Dem Zuschnitt der Verwaltungseinheiten und auch der regionalpolitischen Praxis merkt man an, dass Frankfurt erst seit 1946 zu Hessen gehört — und beide Seiten einander bisher nicht wirklich akzeptiert haben: Frankfurt ist bis heute mental ein Stadtstaat geblieben, und die hessischen Regierungen unternahmen viel für die ländlichen Räume Nordhessens, aber wenig zur Stärkung der mit Abstand wichtigsten Stadt im Land.

3.1.2. Eingemeindungen Seitenanfang ]

Zwischen 1877 und 1928 konnte das Stadtgebiet durch Eingemeindungen merklich vergrößert werden. Erst durch die neuen Stadtteile wurde Frankfurt auch zur Industriestadt, was zuvor abgelehnt wurde. Eingemeindungen fanden damals meist freiwillig statt, für Umlandgemeinden war es eine attraktive Möglichkeit, ihrer schlechten Finanz- und Infrastrukturausstattung zu entgehen, sie versprachen sich von einem Beitritt zur Großstadt wünschenswerte Neuerungen wie Gas-, Elektrizitäts- und Abwasseranschluss oder den Bau von Schulen oder Straßenbahnlinien.
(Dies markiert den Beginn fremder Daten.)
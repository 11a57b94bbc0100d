use crate::{
    job::{
        send_deferred_confirmation_sms::SendDeferredConfirmationSmsUseCase,
        send_reminder_sms::SendReminderSmsUseCase,
    },
    shared::usecase::execute,
};
use actix_web::rt::time::{interval_at, Instant};
use salon_notifier_domain::HOUR_MILLIS;
use salon_notifier_infra::NotifierContext;
use std::time::Duration;
use tracing::info;

/// Millis from `now_ts` until the next multiple of `interval_millis`
pub fn get_start_delay(now_ts: i64, interval_millis: i64) -> i64 {
    let elapsed = now_ts.rem_euclid(interval_millis);
    if elapsed == 0 {
        0
    } else {
        interval_millis - elapsed
    }
}

/// First tick instant and period of a job running every `interval_millis`,
/// aligned to the wall clock
fn schedule(ctx: &NotifierContext, interval_millis: i64) -> (Instant, Duration) {
    let interval_millis = interval_millis.max(1000);
    let delay = get_start_delay(ctx.sys.get_timestamp_millis(), interval_millis);
    let start = Instant::now() + Duration::from_millis(delay as u64);
    (start, Duration::from_millis(interval_millis as u64))
}

pub fn start_deferred_confirmation_sms_job(ctx: NotifierContext) {
    actix_web::rt::spawn(async move {
        let (start, period) = schedule(&ctx, HOUR_MILLIS);
        info!("Deferred confirmation sms job scheduled every {:?}", period);
        let mut hourly_interval = interval_at(start, period);
        loop {
            hourly_interval.tick().await;
            let _ = execute(SendDeferredConfirmationSmsUseCase {}, &ctx).await;
        }
    });
}

pub fn start_reminder_sms_job(ctx: NotifierContext) {
    actix_web::rt::spawn(async move {
        let (start, period) = schedule(&ctx, ctx.config.reminder_window);
        info!("Reminder sms job scheduled every {:?}", period);
        let mut window_interval = interval_at(start, period);
        loop {
            window_interval.tick().await;
            let _ = execute(SendReminderSmsUseCase {}, &ctx).await;
        }
    });
}

#[cfg(test)]
mod tests {
    use super::*;
    use salon_notifier_domain::MINUTE_MILLIS;

    #[test]
    fn start_delay_works() {
        assert_eq!(get_start_delay(50 * 1000, 60 * 1000), 10 * 1000);
        assert_eq!(get_start_delay(60 * 1000, 60 * 1000), 0);
        assert_eq!(get_start_delay(61 * 1000, 60 * 1000), 59 * 1000);
        assert_eq!(
            get_start_delay(HOUR_MILLIS + 5 * MINUTE_MILLIS, HOUR_MILLIS),
            55 * MINUTE_MILLIS
        );
        assert_eq!(
            get_start_delay(7 * MINUTE_MILLIS, 15 * MINUTE_MILLIS),
            8 * MINUTE_MILLIS
        );
    }
}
3.1.3. Frühe Bemühungen regionaler Kooperation Seitenanfang ]

Versuche der regionalen Koordinierung in der Rhein-Main-Region gab es seit 1900 und dann verstärkt in den 20er Jahren. Sie gingen meist von den größeren Städten der Region aus, ihre Realisierung wurden von Seiten der Landesregierungen verhindert, die durch eine starke Region ihre Machtbasis gefährdet sahen.

1950 forderte der hessische Staatsminister Binder eine kommunale Arbeitsgemeinschaft zur Koordinierung der gemeindlichen Planungen in der Stadtregion. Eine solche entstand nach langer Diskussion 1962 in privatrechtlicher Form („Gesellschaft für Raumordnung im engeren Untermaingebiet“). Sie beauftragte das Planungsbüro Wortmann mit der Erstellung eines Raumordnungsplans. Wortmann prognostizierte einen starken Zuwachs an Einwohnern und Arbeitsplätzen und schlug zur Bewältigung der anstehenden Aufgaben die Bildung einer Regionalstadt in der Stadtregion Frankfurt vor.

3.1.4. Regionale Planungsgemeinschaft Untermain Seitenanfang ]

1965 entstand daraus ohne eigenes Landesgesetz die Regionale Planungsgemeinschaft Untermain (RPU). Gesetzliche Grundlagen waren das Hessische Landesplanungsgesetz (HLPG) von 1962 und das Zweckverbandsgesetz von 1939. Mitglieder waren die Städte und Kreise der engeren Stadtregion. Die RPU hatte keine Kompetenzen zur regionalen Koordination und zur interkommunalen Zusammenarbeit und musste sich weitgehend auf Planungstätigkeit beschränken. Sie erarbeitete bis 1968 den Regionalen Raumordnungsplan (RROP, Überarbeitung des Wortmann-Plans von 1962), der erste rechtsverbindliche Entwicklungsplan für die Frankfurter Stadtregion. Der RROP enthielt im Gegensatz zum Wortmann-Plan nicht die Bildung einer Regionalstadt. Die Stimmenmehrheit der Umlandpolitiker verhinderte eine Infragestellung der bestehenden Gebietskörperschaften. Man erklärte Gemeinden und Gemeindegruppen zu „Siedlungsschwerpunkten“, wies „Regionale Grünzüge“ aus und konzipierte ein S-Bahn-Netz. Die RPU wurde 1981 aufgelöst.